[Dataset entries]
#####

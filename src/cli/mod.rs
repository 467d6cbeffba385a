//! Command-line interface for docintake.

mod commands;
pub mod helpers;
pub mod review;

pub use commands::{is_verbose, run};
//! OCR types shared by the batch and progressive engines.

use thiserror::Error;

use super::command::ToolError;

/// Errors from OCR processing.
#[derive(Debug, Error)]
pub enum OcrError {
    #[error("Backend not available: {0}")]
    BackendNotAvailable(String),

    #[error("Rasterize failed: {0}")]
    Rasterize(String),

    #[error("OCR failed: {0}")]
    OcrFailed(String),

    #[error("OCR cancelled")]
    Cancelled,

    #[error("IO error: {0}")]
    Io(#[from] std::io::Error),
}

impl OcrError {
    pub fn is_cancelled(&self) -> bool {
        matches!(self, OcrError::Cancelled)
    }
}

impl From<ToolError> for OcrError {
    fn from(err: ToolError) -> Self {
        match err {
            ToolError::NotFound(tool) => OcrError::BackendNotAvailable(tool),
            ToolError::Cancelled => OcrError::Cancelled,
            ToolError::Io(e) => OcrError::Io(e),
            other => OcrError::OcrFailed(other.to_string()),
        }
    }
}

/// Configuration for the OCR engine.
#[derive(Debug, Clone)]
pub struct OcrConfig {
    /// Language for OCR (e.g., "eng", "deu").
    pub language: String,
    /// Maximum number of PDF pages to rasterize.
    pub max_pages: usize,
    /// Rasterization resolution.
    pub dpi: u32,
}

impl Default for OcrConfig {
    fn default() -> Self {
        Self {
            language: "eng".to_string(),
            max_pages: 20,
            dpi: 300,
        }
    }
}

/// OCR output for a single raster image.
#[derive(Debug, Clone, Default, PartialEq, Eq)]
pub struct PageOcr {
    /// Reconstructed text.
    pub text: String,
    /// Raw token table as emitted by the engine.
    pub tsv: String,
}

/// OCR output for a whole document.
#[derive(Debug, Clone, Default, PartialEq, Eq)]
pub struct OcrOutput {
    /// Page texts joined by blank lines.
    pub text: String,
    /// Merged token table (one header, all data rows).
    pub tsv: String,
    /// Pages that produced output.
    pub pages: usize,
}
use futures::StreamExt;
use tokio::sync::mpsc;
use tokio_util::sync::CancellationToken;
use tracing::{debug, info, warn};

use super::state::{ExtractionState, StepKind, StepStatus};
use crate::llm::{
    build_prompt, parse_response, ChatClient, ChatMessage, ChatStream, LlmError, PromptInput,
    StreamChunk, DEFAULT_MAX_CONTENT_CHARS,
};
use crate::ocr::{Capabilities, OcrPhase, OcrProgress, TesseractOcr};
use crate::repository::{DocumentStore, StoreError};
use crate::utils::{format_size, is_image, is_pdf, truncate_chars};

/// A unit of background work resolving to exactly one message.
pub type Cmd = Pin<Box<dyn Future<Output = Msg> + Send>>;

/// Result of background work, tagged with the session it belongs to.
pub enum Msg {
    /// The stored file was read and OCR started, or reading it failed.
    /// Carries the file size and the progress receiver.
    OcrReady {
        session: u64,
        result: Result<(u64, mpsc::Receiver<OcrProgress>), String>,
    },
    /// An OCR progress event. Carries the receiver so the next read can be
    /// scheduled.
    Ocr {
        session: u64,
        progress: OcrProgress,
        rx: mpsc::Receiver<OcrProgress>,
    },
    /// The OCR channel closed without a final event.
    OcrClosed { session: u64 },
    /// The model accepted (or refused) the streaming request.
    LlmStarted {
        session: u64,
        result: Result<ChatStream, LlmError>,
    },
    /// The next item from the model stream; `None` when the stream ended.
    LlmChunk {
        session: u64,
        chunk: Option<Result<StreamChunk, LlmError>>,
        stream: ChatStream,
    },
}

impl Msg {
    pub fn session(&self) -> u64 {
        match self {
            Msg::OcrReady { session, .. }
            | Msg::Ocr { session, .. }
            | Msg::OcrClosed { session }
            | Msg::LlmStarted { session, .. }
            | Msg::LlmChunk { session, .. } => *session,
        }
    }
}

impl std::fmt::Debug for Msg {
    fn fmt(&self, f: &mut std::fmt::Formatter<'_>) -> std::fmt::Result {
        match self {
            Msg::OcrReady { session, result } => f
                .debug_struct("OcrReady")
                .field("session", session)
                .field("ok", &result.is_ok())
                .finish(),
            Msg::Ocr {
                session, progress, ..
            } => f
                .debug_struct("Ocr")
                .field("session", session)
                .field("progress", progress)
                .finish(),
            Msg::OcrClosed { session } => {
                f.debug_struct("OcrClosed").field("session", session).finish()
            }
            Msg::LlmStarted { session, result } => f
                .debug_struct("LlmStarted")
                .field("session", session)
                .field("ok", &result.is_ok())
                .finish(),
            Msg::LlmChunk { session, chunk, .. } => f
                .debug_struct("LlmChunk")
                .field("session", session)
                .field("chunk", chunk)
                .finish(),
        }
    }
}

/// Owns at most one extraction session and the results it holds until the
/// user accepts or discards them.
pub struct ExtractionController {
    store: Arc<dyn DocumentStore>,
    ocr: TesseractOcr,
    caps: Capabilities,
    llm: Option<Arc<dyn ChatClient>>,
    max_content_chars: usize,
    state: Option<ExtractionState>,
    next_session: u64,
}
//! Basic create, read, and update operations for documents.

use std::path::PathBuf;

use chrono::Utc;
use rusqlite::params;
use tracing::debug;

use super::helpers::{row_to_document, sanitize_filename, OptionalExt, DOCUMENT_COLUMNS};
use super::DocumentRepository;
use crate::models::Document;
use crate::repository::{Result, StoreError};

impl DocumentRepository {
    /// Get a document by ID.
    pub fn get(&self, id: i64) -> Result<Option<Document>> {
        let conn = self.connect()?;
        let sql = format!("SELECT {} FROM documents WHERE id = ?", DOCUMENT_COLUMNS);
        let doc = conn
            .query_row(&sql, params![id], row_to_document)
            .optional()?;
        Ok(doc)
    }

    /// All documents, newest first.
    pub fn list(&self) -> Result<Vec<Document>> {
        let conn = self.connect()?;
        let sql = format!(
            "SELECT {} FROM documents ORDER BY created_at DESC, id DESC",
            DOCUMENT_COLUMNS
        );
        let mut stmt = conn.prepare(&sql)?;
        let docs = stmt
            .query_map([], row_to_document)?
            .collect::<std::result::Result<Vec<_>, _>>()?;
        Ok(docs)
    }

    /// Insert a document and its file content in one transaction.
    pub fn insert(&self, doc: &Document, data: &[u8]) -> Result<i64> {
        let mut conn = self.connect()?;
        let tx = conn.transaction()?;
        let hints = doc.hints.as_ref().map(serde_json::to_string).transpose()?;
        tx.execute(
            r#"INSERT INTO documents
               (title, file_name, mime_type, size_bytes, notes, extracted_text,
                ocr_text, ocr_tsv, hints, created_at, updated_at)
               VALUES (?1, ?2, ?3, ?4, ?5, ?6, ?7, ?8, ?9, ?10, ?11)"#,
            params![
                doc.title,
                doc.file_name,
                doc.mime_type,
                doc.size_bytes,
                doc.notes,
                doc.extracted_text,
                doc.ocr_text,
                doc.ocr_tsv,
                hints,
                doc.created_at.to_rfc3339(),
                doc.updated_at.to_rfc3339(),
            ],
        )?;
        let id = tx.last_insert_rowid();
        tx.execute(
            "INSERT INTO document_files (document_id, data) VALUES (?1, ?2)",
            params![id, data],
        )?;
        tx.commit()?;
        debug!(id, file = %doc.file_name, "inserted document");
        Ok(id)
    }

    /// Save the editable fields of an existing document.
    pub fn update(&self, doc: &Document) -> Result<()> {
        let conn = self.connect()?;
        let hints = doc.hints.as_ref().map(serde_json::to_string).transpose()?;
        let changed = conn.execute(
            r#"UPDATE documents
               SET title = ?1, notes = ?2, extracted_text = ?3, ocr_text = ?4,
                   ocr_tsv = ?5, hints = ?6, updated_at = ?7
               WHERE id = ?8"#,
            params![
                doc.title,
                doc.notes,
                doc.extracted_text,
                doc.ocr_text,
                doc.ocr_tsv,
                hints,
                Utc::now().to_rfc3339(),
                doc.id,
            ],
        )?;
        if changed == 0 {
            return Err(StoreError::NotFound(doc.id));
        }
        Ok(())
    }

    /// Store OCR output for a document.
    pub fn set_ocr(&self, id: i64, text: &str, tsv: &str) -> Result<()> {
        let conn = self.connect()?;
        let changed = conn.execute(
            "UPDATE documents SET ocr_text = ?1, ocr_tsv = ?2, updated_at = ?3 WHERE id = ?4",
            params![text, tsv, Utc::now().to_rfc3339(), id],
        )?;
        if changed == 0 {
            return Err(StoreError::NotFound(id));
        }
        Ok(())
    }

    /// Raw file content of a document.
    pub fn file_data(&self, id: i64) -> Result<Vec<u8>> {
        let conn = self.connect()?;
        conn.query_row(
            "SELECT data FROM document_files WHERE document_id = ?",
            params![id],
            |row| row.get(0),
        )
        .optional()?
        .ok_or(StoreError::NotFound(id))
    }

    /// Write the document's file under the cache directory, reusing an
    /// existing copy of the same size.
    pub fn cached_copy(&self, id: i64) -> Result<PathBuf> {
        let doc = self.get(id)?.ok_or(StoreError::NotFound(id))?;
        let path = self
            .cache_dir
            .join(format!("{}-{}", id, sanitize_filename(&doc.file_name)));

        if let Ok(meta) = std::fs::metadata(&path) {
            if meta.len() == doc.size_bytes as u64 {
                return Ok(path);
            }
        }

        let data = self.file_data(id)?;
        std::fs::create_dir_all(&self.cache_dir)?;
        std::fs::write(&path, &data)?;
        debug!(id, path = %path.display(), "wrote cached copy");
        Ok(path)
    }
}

#####

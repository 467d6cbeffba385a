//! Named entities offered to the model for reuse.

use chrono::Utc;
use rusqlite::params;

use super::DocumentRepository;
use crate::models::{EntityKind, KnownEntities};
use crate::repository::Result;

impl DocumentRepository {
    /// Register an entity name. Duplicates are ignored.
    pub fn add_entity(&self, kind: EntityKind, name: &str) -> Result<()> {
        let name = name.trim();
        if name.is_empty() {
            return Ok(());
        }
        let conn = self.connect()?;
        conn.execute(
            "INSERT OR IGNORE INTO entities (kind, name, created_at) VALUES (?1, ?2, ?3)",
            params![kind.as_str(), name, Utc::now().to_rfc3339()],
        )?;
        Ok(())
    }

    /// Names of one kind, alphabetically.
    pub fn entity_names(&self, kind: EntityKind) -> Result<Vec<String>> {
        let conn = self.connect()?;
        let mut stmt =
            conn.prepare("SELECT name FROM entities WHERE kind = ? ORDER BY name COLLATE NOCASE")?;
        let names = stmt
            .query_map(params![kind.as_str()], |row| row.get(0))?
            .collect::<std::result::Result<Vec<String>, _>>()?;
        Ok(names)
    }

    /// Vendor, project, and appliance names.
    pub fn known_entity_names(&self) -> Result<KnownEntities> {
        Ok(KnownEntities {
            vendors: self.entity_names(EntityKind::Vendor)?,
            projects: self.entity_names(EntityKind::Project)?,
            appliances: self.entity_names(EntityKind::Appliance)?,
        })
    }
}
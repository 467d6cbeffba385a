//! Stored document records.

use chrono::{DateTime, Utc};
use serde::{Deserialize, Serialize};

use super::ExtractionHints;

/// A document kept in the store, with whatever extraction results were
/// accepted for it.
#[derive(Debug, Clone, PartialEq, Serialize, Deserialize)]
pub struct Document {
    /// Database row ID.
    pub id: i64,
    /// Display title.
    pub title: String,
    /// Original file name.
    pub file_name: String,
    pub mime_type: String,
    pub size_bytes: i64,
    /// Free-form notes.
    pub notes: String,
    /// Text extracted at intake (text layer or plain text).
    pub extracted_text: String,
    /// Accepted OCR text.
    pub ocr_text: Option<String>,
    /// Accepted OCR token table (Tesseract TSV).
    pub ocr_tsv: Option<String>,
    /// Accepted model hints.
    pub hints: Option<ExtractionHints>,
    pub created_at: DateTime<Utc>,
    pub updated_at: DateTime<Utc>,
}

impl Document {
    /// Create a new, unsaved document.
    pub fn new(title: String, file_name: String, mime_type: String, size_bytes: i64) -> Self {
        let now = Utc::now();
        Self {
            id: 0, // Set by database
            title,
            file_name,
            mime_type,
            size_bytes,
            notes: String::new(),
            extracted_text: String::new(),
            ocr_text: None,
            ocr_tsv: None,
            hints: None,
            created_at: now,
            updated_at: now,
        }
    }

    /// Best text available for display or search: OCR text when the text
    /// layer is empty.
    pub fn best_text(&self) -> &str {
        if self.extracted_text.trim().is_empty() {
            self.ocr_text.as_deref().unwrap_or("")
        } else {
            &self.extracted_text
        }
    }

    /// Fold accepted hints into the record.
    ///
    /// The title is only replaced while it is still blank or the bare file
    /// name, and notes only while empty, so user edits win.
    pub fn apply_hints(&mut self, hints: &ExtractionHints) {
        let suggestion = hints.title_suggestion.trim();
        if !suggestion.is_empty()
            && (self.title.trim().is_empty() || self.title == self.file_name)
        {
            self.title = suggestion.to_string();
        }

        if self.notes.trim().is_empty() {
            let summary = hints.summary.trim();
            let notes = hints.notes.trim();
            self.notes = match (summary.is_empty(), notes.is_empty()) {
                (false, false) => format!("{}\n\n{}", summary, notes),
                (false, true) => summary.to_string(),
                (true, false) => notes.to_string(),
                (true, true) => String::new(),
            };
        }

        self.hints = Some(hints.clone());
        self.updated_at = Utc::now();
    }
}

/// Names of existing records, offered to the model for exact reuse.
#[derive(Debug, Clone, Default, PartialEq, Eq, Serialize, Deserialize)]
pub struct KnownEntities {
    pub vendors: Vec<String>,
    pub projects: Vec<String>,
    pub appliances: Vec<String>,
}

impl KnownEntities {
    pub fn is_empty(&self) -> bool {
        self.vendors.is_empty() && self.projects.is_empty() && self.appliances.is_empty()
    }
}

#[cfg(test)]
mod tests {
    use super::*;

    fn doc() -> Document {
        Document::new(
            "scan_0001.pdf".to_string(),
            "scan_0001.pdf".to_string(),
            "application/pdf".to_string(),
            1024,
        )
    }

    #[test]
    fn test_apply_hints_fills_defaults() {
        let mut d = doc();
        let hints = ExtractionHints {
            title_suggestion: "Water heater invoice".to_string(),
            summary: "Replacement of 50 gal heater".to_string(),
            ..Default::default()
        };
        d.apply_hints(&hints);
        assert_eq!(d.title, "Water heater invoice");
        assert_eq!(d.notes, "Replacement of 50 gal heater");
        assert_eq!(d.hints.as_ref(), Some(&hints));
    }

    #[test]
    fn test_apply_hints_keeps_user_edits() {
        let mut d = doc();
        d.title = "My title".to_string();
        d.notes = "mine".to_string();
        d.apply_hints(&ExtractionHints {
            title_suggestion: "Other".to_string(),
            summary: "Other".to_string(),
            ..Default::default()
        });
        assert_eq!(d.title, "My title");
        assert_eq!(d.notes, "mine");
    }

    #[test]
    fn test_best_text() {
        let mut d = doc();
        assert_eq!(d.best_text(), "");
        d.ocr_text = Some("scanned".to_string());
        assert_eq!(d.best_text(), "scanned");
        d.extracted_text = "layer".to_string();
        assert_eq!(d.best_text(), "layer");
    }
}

#####

[TASK STATEMENT]
From the data above, output only the lines between the line containing "filename src/cli/mod.rs" and the line containing "use thiserror::Error;", inclusive, exactly as written.

[WRITTEN RESPONSE]
filename src/cli/mod.rs
repository 467d6cbeffba385a
//! Command-line interface for docintake.

mod commands;
pub mod helpers;
pub mod review;

pub use commands::{is_verbose, run};
//! OCR types shared by the batch and progressive engines.

use thiserror::Error;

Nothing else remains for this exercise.